▶ Your goal: Keeping every word and mark, copy all of the data.

▶ Data:

-- Opening Marker --

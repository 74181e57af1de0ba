//! CLI command implementations

use crate::output::{clean_filename, format_bytes, item_artist, item_id, item_title};
use crate::progress::{download_bar, finish_failed, finish_ok};
use crate::{ConfigAction, OutputFormat};
use anyhow::{bail, Context, Result};
use console::style;
use futures::stream::{self, StreamExt};
use indicatif::MultiProgress;
use mediarip_core::{build_client, Client, SettingsStore};
use mediarip_types::{MediaType, Settings, Source};
use serde_json::Value;
use std::path::{Path, PathBuf};
use tracing::warn;

/// Build the client for `source` and log in
async fn logged_in_client(settings: &Settings, source: Source) -> Result<Box<dyn Client>> {
    let mut client = build_client(source, settings)?;
    client
        .login()
        .await
        .with_context(|| format!("Could not log in to {}", source))?;
    Ok(client)
}

fn default_quality(settings: &Settings, source: Source) -> u8 {
    match source {
        Source::Deezer => settings.deezer.quality,
        Source::Soundcloud => settings.soundcloud.quality,
        Source::Unknown => 0,
    }
}

// ============================================================================
// Download Commands
// ============================================================================

/// Number of tracks transferred at once, at least one
pub fn download_concurrency(settings: &Settings) -> usize {
    settings.downloads.concurrency.max(1)
}

pub async fn download(
    store: &SettingsStore,
    source: Source,
    ids: &[String],
    quality: Option<u8>,
    output: Option<PathBuf>,
) -> Result<()> {
    let settings = store.load().await?;
    let client = logged_in_client(&settings, source).await?;
    let quality = quality.unwrap_or_else(|| default_quality(&settings, source));

    let folder = output.unwrap_or_else(|| settings.downloads.folder.clone());
    tokio::fs::create_dir_all(&folder)
        .await
        .with_context(|| format!("Could not create {}", folder.display()))?;

    let multi = MultiProgress::new();
    let restrict = settings.downloads.restrict_characters;
    let results: Vec<(&String, Result<(PathBuf, u64)>)> = stream::iter(ids)
        .map(|id| {
            let client = client.as_ref();
            let (folder, multi) = (&folder, &multi);
            async move {
                let result = download_track(client, id, quality, folder, restrict, multi).await;
                (id, result)
            }
        })
        .buffer_unordered(download_concurrency(&settings))
        .collect()
        .await;

    let mut failed = 0;
    for (id, result) in &results {
        match result {
            Ok((path, bytes)) => println!(
                "{} {} ({})",
                style("✓").green().bold(),
                style(path.display()).cyan(),
                format_bytes(*bytes)
            ),
            Err(e) => {
                failed += 1;
                eprintln!("{} {}: {:#}", style("✗").red().bold(), id, e);
            }
        }
    }

    if failed > 0 {
        bail!("{} of {} download(s) failed", failed, results.len());
    }
    Ok(())
}

/// Resolve, name and download one track under a bar of `multi`
async fn download_track(
    client: &dyn Client,
    id: &str,
    quality: u8,
    folder: &Path,
    restrict: bool,
    multi: &MultiProgress,
) -> Result<(PathBuf, u64)> {
    let metadata = client.get_metadata(id, MediaType::Track).await?;
    let downloadable = client.get_downloadable(id, quality).await?;

    let stem = match item_artist(&metadata) {
        Some(artist) => format!("{} - {}", artist, item_title(&metadata)),
        None => item_title(&metadata),
    };
    let filename = clean_filename(&stem, downloadable.extension(), restrict);
    let path = folder.join(&filename);

    let total = match downloadable.size().await {
        Ok(size) => size,
        Err(e) => {
            warn!("Could not determine size of {}: {}", filename, e);
            0
        }
    };

    let pb = multi.add(download_bar(total, &filename));
    match downloadable.download(&path, |n| pb.inc(n)).await {
        Ok(()) => {
            finish_ok(&pb);
            Ok((path, pb.position()))
        }
        Err(e) => {
            finish_failed(&pb, &e.to_string());
            Err(e.into())
        }
    }
}

// ============================================================================
// Search Commands
// ============================================================================

pub async fn search(
    store: &SettingsStore,
    source: Source,
    media_type: MediaType,
    query: &str,
    limit: usize,
    format: OutputFormat,
) -> Result<()> {
    let settings = store.load().await?;
    let client = logged_in_client(&settings, source).await?;
    let results = client.search(media_type, query, limit).await?;

    match format {
        OutputFormat::Json => {
            println!("{}", serde_json::to_string_pretty(&results)?);
        }
        OutputFormat::Table => {
            use tabled::{Table, Tabled};

            #[derive(Tabled)]
            struct ResultRow {
                id: String,
                title: String,
                artist: String,
            }

            let rows: Vec<ResultRow> = results
                .iter()
                .map(|item| ResultRow {
                    id: item_id(item),
                    title: truncate(&item_title(item), 40),
                    artist: item_artist(item).unwrap_or_default(),
                })
                .collect();

            println!("{}", Table::new(rows));
        }
        OutputFormat::Human => {
            if results.is_empty() {
                println!("{}", style("No results found").dim());
                return Ok(());
            }

            for (i, item) in results.iter().enumerate() {
                print_result(i + 1, item);
            }
            println!();
            println!("{} result(s)", style(results.len()).bold());
        }
    }

    Ok(())
}

fn print_result(index: usize, item: &Value) {
    let artist = item_artist(item)
        .map(|a| format!(" by {}", a))
        .unwrap_or_default();

    println!(
        "{:>3}. {}{} {}",
        index,
        style(item_title(item)).bold(),
        artist,
        style(format!("[{}]", item_id(item))).dim()
    );
}

fn truncate(text: &str, max_chars: usize) -> String {
    if text.chars().count() > max_chars {
        let head: String = text.chars().take(max_chars - 3).collect();
        format!("{}...", head)
    } else {
        text.to_string()
    }
}

// ============================================================================
// Config Commands
// ============================================================================

pub async fn config_action(store: &SettingsStore, action: Option<ConfigAction>) -> Result<()> {
    match action.unwrap_or(ConfigAction::Show) {
        ConfigAction::Show => {
            let settings = store.load().await?;
            println!("{}", serde_json::to_string_pretty(&settings)?);
        }
        ConfigAction::Path => {
            println!("{}", store.path().display());
        }
        ConfigAction::Init => {
            if !store.init().await? {
                bail!("Settings file already exists at {}", store.path().display());
            }
            println!(
                "{} Created {}",
                style("✓").green().bold(),
                style(store.path().display()).cyan()
            );
        }
    }

    Ok(())
}

#[cfg(test)]
mod tests {
    use super::*;

    #[test]
    fn concurrency_follows_settings() {
        let mut settings = Settings::default();
        assert_eq!(download_concurrency(&settings), 4);

        settings.downloads.concurrency = 8;
        assert_eq!(download_concurrency(&settings), 8);

        settings.downloads.concurrency = 0;
        assert_eq!(download_concurrency(&settings), 1);
    }

    #[test]
    fn quality_defaults_per_source() {
        let mut settings = Settings::default();
        settings.soundcloud.quality = 1;
        assert_eq!(default_quality(&settings, Source::Deezer), 2);
        assert_eq!(default_quality(&settings, Source::Soundcloud), 1);
    }
}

-- Closing Marker --

▶ Exercise response:
repository 74181e57af1de0ba
//! CLI command implementations

use crate::output::{clean_filename, format_bytes, item_artist, item_id, item_title};
use crate::progress::{download_bar, finish_failed, finish_ok};
use crate::{ConfigAction, OutputFormat};
use anyhow::{bail, Context, Result};
use console::style;
use futures::stream::{self, StreamExt};
use indicatif::MultiProgress;
use mediarip_core::{build_client, Client, SettingsStore};
use mediarip_types::{MediaType, Settings, Source};
use serde_json::Value;
use std::path::{Path, PathBuf};
use tracing::warn;

/// Build the client for `source` and log in
async fn logged_in_client(settings: &Settings, source: Source) -> Result<Box<dyn Client>> {
    let mut client = build_client(source, settings)?;
    client
        .login()
        .await
        .with_context(|| format!("Could not log in to {}", source))?;
    Ok(client)
}

fn default_quality(settings: &Settings, source: Source) -> u8 {
    match source {
        Source::Deezer => settings.deezer.quality,
        Source::Soundcloud => settings.soundcloud.quality,
        Source::Unknown => 0,
    }
}

// ============================================================================
// Download Commands
// ============================================================================

/// Number of tracks transferred at once, at least one
pub fn download_concurrency(settings: &Settings) -> usize {
    settings.downloads.concurrency.max(1)
}

pub async fn download(
    store: &SettingsStore,
    source: Source,
    ids: &[String],
    quality: Option<u8>,
    output: Option<PathBuf>,
) -> Result<()> {
    let settings = store.load().await?;
    let client = logged_in_client(&settings, source).await?;
    let quality = quality.unwrap_or_else(|| default_quality(&settings, source));

    let folder = output.unwrap_or_else(|| settings.downloads.folder.clone());
    tokio::fs::create_dir_all(&folder)
        .await
        .with_context(|| format!("Could not create {}", folder.display()))?;

    let multi = MultiProgress::new();
    let restrict = settings.downloads.restrict_characters;
    let results: Vec<(&String, Result<(PathBuf, u64)>)> = stream::iter(ids)
        .map(|id| {
            let client = client.as_ref();
            let (folder, multi) = (&folder, &multi);
            async move {
                let result = download_track(client, id, quality, folder, restrict, multi).await;
                (id, result)
            }
        })
        .buffer_unordered(download_concurrency(&settings))
        .collect()
        .await;

    let mut failed = 0;
    for (id, result) in &results {
        match result {
            Ok((path, bytes)) => println!(
                "{} {} ({})",
                style("✓").green().bold(),
                style(path.display()).cyan(),
                format_bytes(*bytes)
            ),
            Err(e) => {
                failed += 1;
                eprintln!("{} {}: {:#}", style("✗").red().bold(), id, e);
            }
        }
    }

    if failed > 0 {
        bail!("{} of {} download(s) failed", failed, results.len());
    }
    Ok(())
}

/// Resolve, name and download one track under a bar of `multi`
async fn download_track(
    client: &dyn Client,
    id: &str,
    quality: u8,
    folder: &Path,
    restrict: bool,
    multi: &MultiProgress,
) -> Result<(PathBuf, u64)> {
    let metadata = client.get_metadata(id, MediaType::Track).await?;
    let downloadable = client.get_downloadable(id, quality).await?;

    let stem = match item_artist(&metadata) {
        Some(artist) => format!("{} - {}", artist, item_title(&metadata)),
        None => item_title(&metadata),
    };
    let filename = clean_filename(&stem, downloadable.extension(), restrict);
    let path = folder.join(&filename);

    let total = match downloadable.size().await {
        Ok(size) => size,
        Err(e) => {
            warn!("Could not determine size of {}: {}", filename, e);
            0
        }
    };

    let pb = multi.add(download_bar(total, &filename));
    match downloadable.download(&path, |n| pb.inc(n)).await {
        Ok(()) => {
            finish_ok(&pb);
            Ok((path, pb.position()))
        }
        Err(e) => {
            finish_failed(&pb, &e.to_string());
            Err(e.into())
        }
    }
}

// ============================================================================
// Search Commands
// ============================================================================

pub async fn search(
    store: &SettingsStore,
    source: Source,
    media_type: MediaType,
    query: &str,
    limit: usize,
    format: OutputFormat,
) -> Result<()> {
    let settings = store.load().await?;
    let client = logged_in_client(&settings, source).await?;
    let results = client.search(media_type, query, limit).await?;

    match format {
        OutputFormat::Json => {
            println!("{}", serde_json::to_string_pretty(&results)?);
        }
        OutputFormat::Table => {
            use tabled::{Table, Tabled};

            #[derive(Tabled)]
            struct ResultRow {
                id: String,
                title: String,
                artist: String,
            }

            let rows: Vec<ResultRow> = results
                .iter()
                .map(|item| ResultRow {
                    id: item_id(item),
                    title: truncate(&item_title(item), 40),
                    artist: item_artist(item).unwrap_or_default(),
                })
                .collect();

            println!("{}", Table::new(rows));
        }
        OutputFormat::Human => {
            if results.is_empty() {
                println!("{}", style("No results found").dim());
                return Ok(());
            }

            for (i, item) in results.iter().enumerate() {
                print_result(i + 1, item);
            }
            println!();
            println!("{} result(s)", style(results.len()).bold());
        }
    }

    Ok(())
}

fn print_result(index: usize, item: &Value) {
    let artist = item_artist(item)
        .map(|a| format!(" by {}", a))
        .unwrap_or_default();

    println!(
        "{:>3}. {}{} {}",
        index,
        style(item_title(item)).bold(),
        artist,
        style(format!("[{}]", item_id(item))).dim()
    );
}

fn truncate(text: &str, max_chars: usize) -> String {
    if text.chars().count() > max_chars {
        let head: String = text.chars().take(max_chars - 3).collect();
        format!("{}...", head)
    } else {
        text.to_string()
    }
}

// ============================================================================
// Config Commands
// ============================================================================

pub async fn config_action(store: &SettingsStore, action: Option<ConfigAction>) -> Result<()> {
    match action.unwrap_or(ConfigAction::Show) {
        ConfigAction::Show => {
            let settings = store.load().await?;
            println!("{}", serde_json::to_string_pretty(&settings)?);
        }
        ConfigAction::Path => {
            println!("{}", store.path().display());
        }
        ConfigAction::Init => {
            if !store.init().await? {
                bail!("Settings file already exists at {}", store.path().display());
            }
            println!(
                "{} Created {}",
                style("✓").green().bold(),
                style(store.path().display()).cyan()
            );
        }
    }

    Ok(())
}

#[cfg(test)]
mod tests {
    use super::*;

    #[test]
    fn concurrency_follows_settings() {
        let mut settings = Settings::default();
        assert_eq!(download_concurrency(&settings), 4);

        settings.downloads.concurrency = 8;
        assert_eq!(download_concurrency(&settings), 8);

        settings.downloads.concurrency = 0;
        assert_eq!(download_concurrency(&settings), 1);
    }

    #[test]
    fn quality_defaults_per_source() {
        let mut settings = Settings::default();
        settings.soundcloud.quality = 1;
        assert_eq!(default_quality(&settings, Source::Deezer), 2);
        assert_eq!(default_quality(&settings, Source::Soundcloud), 1);
    }
}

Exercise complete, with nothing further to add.